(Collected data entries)

//! Error taxonomy for configuration parsing, op-code parsing, and the scheduler.
//!
//! Mirrors the donor C simulator's error codes (`ConfigAccess.h`, `MetaDataAccess.h`,
//! `Simulator.h`) as typed, `Display`-able enums instead of integer codes.

use std::path::PathBuf;

use thiserror::Error;

/// Errors that can occur while reading and validating a configuration file.
#[derive(Debug, Error)]
pub enum ConfigError {
    /// The configuration file could not be opened or read.
    #[error("config file access error for {path}: {source}")]
    FileAccess {
        /// Path that could not be opened.
        path: PathBuf,
        /// Underlying I/O error.
        #[source]
        source: std::io::Error,
    },

    /// The header or footer banner did not match the expected text exactly.
    #[error("corrupt descriptor: {0}")]
    CorruptDescriptor(&'static str),

    /// A line's key did not match any recognized configuration prompt.
    #[error("corrupt prompt: {0:?}")]
    CorruptPrompt(String),

    /// A recognized key's value fell outside its documented domain.
    #[error("data out of range for {key}: {value:?}")]
    DataOutOfRange {
        /// The configuration key whose value was rejected.
        key: &'static str,
        /// The raw value text that failed validation.
        value: String,
    },

    /// The file ended before every required key was seen.
    #[error("incomplete configuration file: missing {0}")]
    IncompleteFile(&'static str),
}

/// Errors that can occur while reading and validating an op-code file.
#[derive(Debug, Error)]
pub enum OpCodeError {
    /// The op-code file could not be opened or read.
    #[error("op-code file access error for {path}: {source}")]
    FileAccess {
        /// Path that could not be opened.
        path: PathBuf,
        /// Underlying I/O error.
        #[source]
        source: std::io::Error,
    },

    /// The header or footer banner did not match the expected text exactly.
    #[error("corrupt descriptor: {0}")]
    CorruptDescriptor(&'static str),

    /// An op-code's leading letter was not one of `S,A,P,M,I,O`.
    #[error("corrupt op-code letter: {0:?}")]
    CorruptLetter(char),

    /// An op-code's name was not in the recognized catalog.
    #[error("corrupt op-code name: {0:?}")]
    CorruptName(String),

    /// An op-code's value was missing, non-numeric, or more than 9 digits.
    #[error("corrupt op-code value: {0:?}")]
    CorruptValue(String),

    /// `S`/`A` start and end counts did not match.
    #[error("unbalanced start/end op-codes")]
    UnbalancedStartEnd,
}

/// Fatal scheduler errors. Runtime per-process faults (segmentation faults)
/// are not represented here — they terminate only the offending process and
/// are reported through the log sink, not through `Result`.
#[derive(Debug, Error)]
pub enum SimError {
    /// Propagated from configuration parsing.
    #[error(transparent)]
    Config(#[from] ConfigError),

    /// Propagated from op-code parsing.
    #[error(transparent)]
    OpCode(#[from] OpCodeError),

    /// The op-code program could not be partitioned into well-formed PCBs.
    #[error("PCB initialization error")]
    PcbInitialization,

    /// The configured log file could not be created or written.
    #[error("log file access error for {path}: {source}")]
    LogFileAccess {
        /// Path that could not be opened for writing.
        path: PathBuf,
        /// Underlying I/O error.
        #[source]
        source: std::io::Error,
    },
}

Goal of the exercise
Copy every entry exactly, missing none.

Answer box
//! Error taxonomy for configuration parsing, op-code parsing, and the scheduler.
//!
//! Mirrors the donor C simulator's error codes (`ConfigAccess.h`, `MetaDataAccess.h`,
//! `Simulator.h`) as typed, `Display`-able enums instead of integer codes.

use std::path::PathBuf;

use thiserror::Error;

/// Errors that can occur while reading and validating a configuration file.
#[derive(Debug, Error)]
pub enum ConfigError {
    /// The configuration file could not be opened or read.
    #[error("config file access error for {path}: {source}")]
    FileAccess {
        /// Path that could not be opened.
        path: PathBuf,
        /// Underlying I/O error.
        #[source]
        source: std::io::Error,
    },

    /// The header or footer banner did not match the expected text exactly.
    #[error("corrupt descriptor: {0}")]
    CorruptDescriptor(&'static str),

    /// A line's key did not match any recognized configuration prompt.
    #[error("corrupt prompt: {0:?}")]
    CorruptPrompt(String),

    /// A recognized key's value fell outside its documented domain.
    #[error("data out of range for {key}: {value:?}")]
    DataOutOfRange {
        /// The configuration key whose value was rejected.
        key: &'static str,
        /// The raw value text that failed validation.
        value: String,
    },

    /// The file ended before every required key was seen.
    #[error("incomplete configuration file: missing {0}")]
    IncompleteFile(&'static str),
}

/// Errors that can occur while reading and validating an op-code file.
#[derive(Debug, Error)]
pub enum OpCodeError {
    /// The op-code file could not be opened or read.
    #[error("op-code file access error for {path}: {source}")]
    FileAccess {
        /// Path that could not be opened.
        path: PathBuf,
        /// Underlying I/O error.
        #[source]
        source: std::io::Error,
    },

    /// The header or footer banner did not match the expected text exactly.
    #[error("corrupt descriptor: {0}")]
    CorruptDescriptor(&'static str),

    /// An op-code's leading letter was not one of `S,A,P,M,I,O`.
    #[error("corrupt op-code letter: {0:?}")]
    CorruptLetter(char),

    /// An op-code's name was not in the recognized catalog.
    #[error("corrupt op-code name: {0:?}")]
    CorruptName(String),

    /// An op-code's value was missing, non-numeric, or more than 9 digits.
    #[error("corrupt op-code value: {0:?}")]
    CorruptValue(String),

    /// `S`/`A` start and end counts did not match.
    #[error("unbalanced start/end op-codes")]
    UnbalancedStartEnd,
}

/// Fatal scheduler errors. Runtime per-process faults (segmentation faults)
/// are not represented here — they terminate only the offending process and
/// are reported through the log sink, not through `Result`.
#[derive(Debug, Error)]
pub enum SimError {
    /// Propagated from configuration parsing.
    #[error(transparent)]
    Config(#[from] ConfigError),

    /// Propagated from op-code parsing.
    #[error(transparent)]
    OpCode(#[from] OpCodeError),

    /// The op-code program could not be partitioned into well-formed PCBs.
    #[error("PCB initialization error")]
    PcbInitialization,

    /// The configured log file could not be created or written.
    #[error("log file access error for {path}: {source}")]
    LogFileAccess {
        /// Path that could not be opened for writing.
        path: PathBuf,
        /// Underlying I/O error.
        #[source]
        source: std::io::Error,
    },
}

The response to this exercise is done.